Water supply systems must meet a variety of completing requirements under a broad range of operations, evaluated by performance measures ranging from cost, to reliability, robustness and resilience, not to mention apparently strict (or at least highly constraining!) regulatory stipulations. The hydraulic conditions to which the system is subject include a variety of demand scenarios (generally high demands, or low demands, with or without fires, to complex mixes of these conditions). The network can be in a variety of states of operation and repair, with different pumps on or off, operational reservoirs at various levels, or pipes having various states of integrity and serviceability. There are many time-scales at play, ranging from variations in the price of power, varying service needs and vulnerabilities at different times of day and year, the on-going evolution of land-use patterns and water use habits, various special vulnerabilities and requirements (like special meetings or various special needs alerts), and the on-going adjustments due to technical advances in sensors, equipment or regulatory requirements. Hydraulically the system must contend with instantaneous concerns with both high and low pressures to the longer-term (multi-day) evaluation of water age and the spatial distribution of disinfection agents (or their by-products!) . In the background, there are vexing and unresolved issues such as what it really means to violate a pressure or flow requirement.
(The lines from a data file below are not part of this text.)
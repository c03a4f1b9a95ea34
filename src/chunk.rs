use num_bigint::{BigInt, BigUint, Sign};
use num_traits::{One, ToPrimitive, Zero};

use crate::primes;

/// Exponent slots of the chunk integer. A chunk is
/// `2^opcode * 3^|operand| * 5^neg * 7^checksum`; decoding divides out
/// exactly these four primes and nothing else.
const OPCODE_SLOT: u32 = 2;
const OPERAND_SLOT: u32 = 3;
const NEG_SLOT: u32 = 5;
const CHECKSUM_SLOT: u32 = 7;

#[derive(Clone, Copy, Debug, PartialEq, Eq, Hash)]
#[repr(u16)]
pub enum Op {
    Nop = 1,
    Halt = 2,
    Push = 3,
    Add = 4,
    Sub = 5,
    Mul = 6,
    Div = 7,
    Mod = 8,
    Neg = 9,
    Fmul = 10,
    Fdiv = 11,
    F2i = 12,
    I2f = 13,
    And = 14,
    Or = 15,
    Xor = 16,
    Shl = 17,
    Shr = 18,
    Load = 19,
    Store = 20,
    Alloc = 21,
    Free = 22,
    Jmp = 23,
    Jz = 24,
    Jnz = 25,
    Call = 26,
    Ret = 27,
    Print = 28,
    Output = 29,
    Input = 30,
    NetSend = 31,
    NetRecv = 32,
    Hash = 33,
    Sign = 34,
    Verify = 35,
    Rng = 36,
    Syscall = 37,
    Int = 38,
    Trace = 39,
    Brk = 40,
    Checkpoint = 41,
    Block = 42,
    Ntt = 43,
    ThreadStart = 44,
    ThreadJoin = 45,
}

pub const ALL_OPS: [Op; 45] = [
    Op::Nop,
    Op::Halt,
    Op::Push,
    Op::Add,
    Op::Sub,
    Op::Mul,
    Op::Div,
    Op::Mod,
    Op::Neg,
    Op::Fmul,
    Op::Fdiv,
    Op::F2i,
    Op::I2f,
    Op::And,
    Op::Or,
    Op::Xor,
    Op::Shl,
    Op::Shr,
    Op::Load,
    Op::Store,
    Op::Alloc,
    Op::Free,
    Op::Jmp,
    Op::Jz,
    Op::Jnz,
    Op::Call,
    Op::Ret,
    Op::Print,
    Op::Output,
    Op::Input,
    Op::NetSend,
    Op::NetRecv,
    Op::Hash,
    Op::Sign,
    Op::Verify,
    Op::Rng,
    Op::Syscall,
    Op::Int,
    Op::Trace,
    Op::Brk,
    Op::Checkpoint,
    Op::Block,
    Op::Ntt,
    Op::ThreadStart,
    Op::ThreadJoin,
];

impl Op {
    pub fn id(self) -> u16 {
        self as u16
    }

    pub fn from_id(id: u16) -> Option<Self> {
        ALL_OPS.get(id.checked_sub(1)? as usize).copied()
    }

    /// Whether an immediate operand follows the opcode.
    pub fn arity(self) -> u8 {
        match self {
            Op::Push
            | Op::Load
            | Op::Store
            | Op::Alloc
            | Op::Free
            | Op::Jmp
            | Op::Jz
            | Op::Jnz
            | Op::Call
            | Op::Block
            | Op::Ntt => 1,
            _ => 0,
        }
    }

    pub fn mnemonic(self) -> &'static str {
        match self {
            Op::Nop => "NOP",
            Op::Halt => "HALT",
            Op::Push => "PUSH",
            Op::Add => "ADD",
            Op::Sub => "SUB",
            Op::Mul => "MUL",
            Op::Div => "DIV",
            Op::Mod => "MOD",
            Op::Neg => "NEG",
            Op::Fmul => "FMUL",
            Op::Fdiv => "FDIV",
            Op::F2i => "F2I",
            Op::I2f => "I2F",
            Op::And => "AND",
            Op::Or => "OR",
            Op::Xor => "XOR",
            Op::Shl => "SHL",
            Op::Shr => "SHR",
            Op::Load => "LOAD",
            Op::Store => "STORE",
            Op::Alloc => "ALLOC",
            Op::Free => "FREE",
            Op::Jmp => "JMP",
            Op::Jz => "JZ",
            Op::Jnz => "JNZ",
            Op::Call => "CALL",
            Op::Ret => "RET",
            Op::Print => "PRINT",
            Op::Output => "OUTPUT",
            Op::Input => "INPUT",
            Op::NetSend => "NET_SEND",
            Op::NetRecv => "NET_RECV",
            Op::Hash => "HASH",
            Op::Sign => "SIGN",
            Op::Verify => "VERIFY",
            Op::Rng => "RNG",
            Op::Syscall => "SYSCALL",
            Op::Int => "INT",
            Op::Trace => "TRACE",
            Op::Brk => "BRK",
            Op::Checkpoint => "CHECKPOINT",
            Op::Block => "BLOCK",
            Op::Ntt => "NTT",
            Op::ThreadStart => "THREAD_START",
            Op::ThreadJoin => "THREAD_JOIN",
        }
    }

    /// Case-insensitive mnemonic lookup.
    pub fn parse_mnemonic(token: &str) -> Option<Self> {
        let upper = token.to_ascii_uppercase();
        ALL_OPS.iter().copied().find(|op| op.mnemonic() == upper)
    }
}

#[derive(Debug, Clone, PartialEq, Eq)]
pub enum CodecError {
    OperandTooLarge,
    ZeroChunk,
    ForeignFactor,
    NegFlagInvalid(u64),
    UnknownOpcode(u64),
    ChecksumMismatch { expected: u8, found: u64 },
}

impl std::fmt::Display for CodecError {
    fn fmt(&self, f: &mut std::fmt::Formatter<'_>) -> std::fmt::Result {
        match self {
            CodecError::OperandTooLarge => write!(f, "operand magnitude exceeds encodable range"),
            CodecError::ZeroChunk => write!(f, "chunk is zero"),
            CodecError::ForeignFactor => {
                write!(f, "chunk carries a prime factor outside the slot primes")
            }
            CodecError::NegFlagInvalid(exp) => {
                write!(f, "negative-flag exponent {exp} is not 0 or 1")
            }
            CodecError::UnknownOpcode(id) => write!(f, "unknown opcode id {id}"),
            CodecError::ChecksumMismatch { expected, found } => {
                write!(f, "checksum mismatch: expected {expected}, found {found}")
            }
        }
    }
}

impl std::error::Error for CodecError {}

/// Encode one instruction as a single chunk integer.
///
/// Arity-0 opcodes must pass operand 0. Operand 0 always encodes with
/// NEG_FLAG 0, so `-0` and `+0` produce the same chunk.
pub fn encode(op: Op, operand: &BigInt) -> Result<BigUint, CodecError> {
    let magnitude = operand
        .magnitude()
        .to_u32()
        .ok_or(CodecError::OperandTooLarge)?;
    let neg = u32::from(operand.sign() == Sign::Minus);
    let chk = primes::checksum(op.id(), operand);

    let mut chunk = BigUint::from(OPCODE_SLOT).pow(op.id() as u32);
    if magnitude > 0 {
        chunk *= BigUint::from(OPERAND_SLOT).pow(magnitude);
    }
    if neg == 1 {
        chunk *= BigUint::from(NEG_SLOT);
    }
    if chk > 0 {
        chunk *= BigUint::from(CHECKSUM_SLOT).pow(chk as u32);
    }
    Ok(chunk)
}

/// Arity-0 convenience encoder.
pub fn encode_op(op: Op) -> BigUint {
    encode(op, &BigInt::zero()).expect("zero operand always encodes")
}

/// Decode and verify one chunk. Divides out the four slot primes, requires
/// the residue to be exactly 1, and recomputes the checksum.
pub fn decode(chunk: &BigUint) -> Result<(Op, BigInt), CodecError> {
    if chunk.is_zero() {
        return Err(CodecError::ZeroChunk);
    }
    let mut rest = chunk.clone();
    let op_exp = strip_factor(&mut rest, OPCODE_SLOT);
    let arg_exp = strip_factor(&mut rest, OPERAND_SLOT);
    let neg_exp = strip_factor(&mut rest, NEG_SLOT);
    let chk_exp = strip_factor(&mut rest, CHECKSUM_SLOT);
    if !rest.is_one() {
        return Err(CodecError::ForeignFactor);
    }
    if neg_exp > 1 {
        return Err(CodecError::NegFlagInvalid(neg_exp));
    }

    let id = u16::try_from(op_exp).map_err(|_| CodecError::UnknownOpcode(op_exp))?;
    let op = Op::from_id(id).ok_or(CodecError::UnknownOpcode(op_exp))?;

    // A signed-zero chunk decodes the same as +0.
    let mut operand = BigInt::from(arg_exp);
    if neg_exp == 1 && arg_exp != 0 {
        operand = -operand;
    }

    let expected = primes::checksum(op.id(), &operand);
    if chk_exp != expected as u64 {
        return Err(CodecError::ChecksumMismatch {
            expected,
            found: chk_exp,
        });
    }
    Ok((op, operand))
}

fn strip_factor(n: &mut BigUint, p: u32) -> u64 {
    let p = BigUint::from(p);
    let mut count = 0u64;
    while (&*n % &p).is_zero() {
        *n /= &p;
        count += 1;
    }
    count
}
Given this, with almost every parameter having a set of measurement challenges and operational uncertainties, what exactly would it mean to have an “optimum” system? And optimization is usually premised on the concept that there are available resources to be redeployed is some more beneficial way, but what if these resources are in fact crucial for some other operational state hereto unconsidered by the optimization framework? How does one make difficult tradeoffs between, say, the inability of a system to immediately fight a fire with the long-term health risk of a low-level exposure to some water-borne contamination?

This paper argues that it might sometimes be possible to recognize conditions that are generally wasteful, but that the quest for a true optimum may be as elusive as that for the fountain of youth. This paper will explore where the tradeoffs in design and operation are most complex and where discussion and debate may be more helpful in the short-run than a preoccupation with mathematical quests for optimality.